The speech, like the conference, will concern alternatives to incarceration for certain first-time, non-violent offenders.
The West Virginia court system continues to add treatment courts throughout the state and to celebrate graduates who complete such specialty court programs. Benjamin attends as many treatment court openings and graduation ceremonies as his schedule allows as the Supreme Court's representative, an indication of how important the Court believes the programs are.
West Virginia currently has 11 adult drug courts serving 28 counties, 10 juvenile drug courts serving 12 counties, one adult reentry court and one adult mental health court.

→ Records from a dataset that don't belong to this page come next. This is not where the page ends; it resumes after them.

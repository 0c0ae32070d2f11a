//! Wire-format types for the command channel.
//!
//! RPC traffic is JSON-RPC 2.0 in both directions. Legacy commands use the
//! older `{ "type": ..., "data": ... }` event shape and carry no id.

use std::fmt;

use serde::{Deserialize, Serialize};
use serde_json::Value;

/// Value of the `jsonrpc` member on every RPC envelope.
pub const JSONRPC_VERSION: &str = "2.0";

/// Correlation id of a request/response pair.
#[derive(Clone, Debug, PartialEq, Eq, Hash, Serialize, Deserialize)]
#[serde(untagged)]
pub enum RequestId {
    /// Numeric id (what this client generates).
    Number(i64),
    /// String id (what some servers generate).
    String(String),
}

impl From<u64> for RequestId {
    fn from(id: u64) -> Self {
        Self::Number(id as i64)
    }
}

impl From<i64> for RequestId {
    fn from(id: i64) -> Self {
        Self::Number(id)
    }
}

impl From<&str> for RequestId {
    fn from(id: &str) -> Self {
        Self::String(id.to_owned())
    }
}

impl From<String> for RequestId {
    fn from(id: String) -> Self {
        Self::String(id)
    }
}

impl fmt::Display for RequestId {
    fn fmt(&self, f: &mut fmt::Formatter<'_>) -> fmt::Result {
        match self {
            Self::Number(n) => write!(f, "{n}"),
            Self::String(s) => f.write_str(s),
        }
    }
}

/// A method call that expects exactly one correlated response.
#[derive(Clone, Debug, PartialEq, Serialize, Deserialize)]
pub struct RpcRequest {
    /// Always `"2.0"`.
    pub jsonrpc: String,
    /// Method name (e.g. `getUiContext`).
    pub method: String,
    /// Optional parameters.
    #[serde(default, skip_serializing_if = "Option::is_none")]
    pub params: Option<Value>,
    /// Correlation id.
    pub id: RequestId,
}

impl RpcRequest {
    /// Build a request envelope.
    pub fn new(id: impl Into<RequestId>, method: impl Into<String>, params: Option<Value>) -> Self {
        Self {
            jsonrpc: JSONRPC_VERSION.to_owned(),
            method: method.into(),
            params,
            id: id.into(),
        }
    }
}

/// A method call without an id; no response is ever sent for it.
#[derive(Clone, Debug, PartialEq, Serialize, Deserialize)]
pub struct RpcNotification {
    /// Always `"2.0"`.
    pub jsonrpc: String,
    /// Method name.
    pub method: String,
    /// Optional parameters.
    #[serde(default, skip_serializing_if = "Option::is_none")]
    pub params: Option<Value>,
}

impl RpcNotification {
    /// Build a notification envelope.
    pub fn new(method: impl Into<String>, params: Option<Value>) -> Self {
        Self {
            jsonrpc: JSONRPC_VERSION.to_owned(),
            method: method.into(),
            params,
        }
    }
}

/// Structured error carried in an error response.
#[derive(Clone, Debug, PartialEq, Serialize, Deserialize)]
pub struct RpcErrorObject {
    /// Numeric error code (see [`crate::errors`]).
    pub code: i64,
    /// Human-readable message.
    pub message: String,
    /// Optional structured detail.
    #[serde(default, skip_serializing_if = "Option::is_none")]
    pub data: Option<Value>,
}

impl RpcErrorObject {
    /// Error object without detail.
    pub fn new(code: i64, message: impl Into<String>) -> Self {
        Self {
            code,
            message: message.into(),
            data: None,
        }
    }

    /// Attach structured detail.
    #[must_use]
    pub fn with_data(mut self, data: Value) -> Self {
        self.data = Some(data);
        self
    }
}

/// Exactly one of `result` / `error`.
#[derive(Clone, Debug, PartialEq, Serialize)]
#[serde(rename_all = "lowercase")]
pub enum ResponseOutcome {
    /// Successful call.
    Result(Value),
    /// Failed call.
    Error(RpcErrorObject),
}

/// Response correlated to a request by `id`.
#[derive(Clone, Debug, PartialEq, Serialize)]
pub struct RpcResponse {
    /// Always `"2.0"`.
    pub jsonrpc: String,
    /// Id of the request being answered.
    pub id: RequestId,
    /// Result or error.
    #[serde(flatten)]
    pub outcome: ResponseOutcome,
}

impl RpcResponse {
    /// Build a success response.
    pub fn success(id: impl Into<RequestId>, result: Value) -> Self {
        Self {
            jsonrpc: JSONRPC_VERSION.to_owned(),
            id: id.into(),
            outcome: ResponseOutcome::Result(result),
        }
    }

    /// Build an error response.
    pub fn failure(id: impl Into<RequestId>, error: RpcErrorObject) -> Self {
        Self {
            jsonrpc: JSONRPC_VERSION.to_owned(),
            id: id.into(),
            outcome: ResponseOutcome::Error(error),
        }
    }

    /// Whether this is a success response.
    pub fn is_success(&self) -> bool {
        matches!(self.outcome, ResponseOutcome::Result(_))
    }

    /// The result payload, if successful.
    pub fn result(&self) -> Option<&Value> {
        match &self.outcome {
            ResponseOutcome::Result(v) => Some(v),
            ResponseOutcome::Error(_) => None,
        }
    }

    /// The error object, if failed.
    pub fn error(&self) -> Option<&RpcErrorObject> {
        match &self.outcome {
            ResponseOutcome::Result(_) => None,
            ResponseOutcome::Error(e) => Some(e),
        }
    }
}

/// One-way named event from the older protocol.
#[derive(Clone, Debug, PartialEq, Serialize, Deserialize)]
pub struct LegacyCommand {
    /// Event name (e.g. `navigate`).
    #[serde(rename = "type")]
    pub name: String,
    /// Event payload.
    #[serde(rename = "data", default, skip_serializing_if = "Value::is_null")]
    pub payload: Value,
}

impl LegacyCommand {
    /// Build a legacy command frame.
    pub fn new(name: impl Into<String>, payload: Value) -> Self {
        Self {
            name: name.into(),
            payload,
        }
    }
}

The goal of treatment courts, also called problem-solving courts, is to help participants overcome addictions and mental illnesses that may have led them to commit crimes, thus improving the quality of life for them and their families. Turning people who might have become repeat offenders into productive citizens also improves public safety.
The programs can be more productive, cost-effective, and humane than incarceration for those who have committed non-violent crimes and are a low to moderate risk to be released into the community.
In all treatment court programs in West Virginia, people who are registered as sex offenders or who have a prior conviction for a felony crime of violence are not eligible,and prosecutors and judges choose which offenders may participate.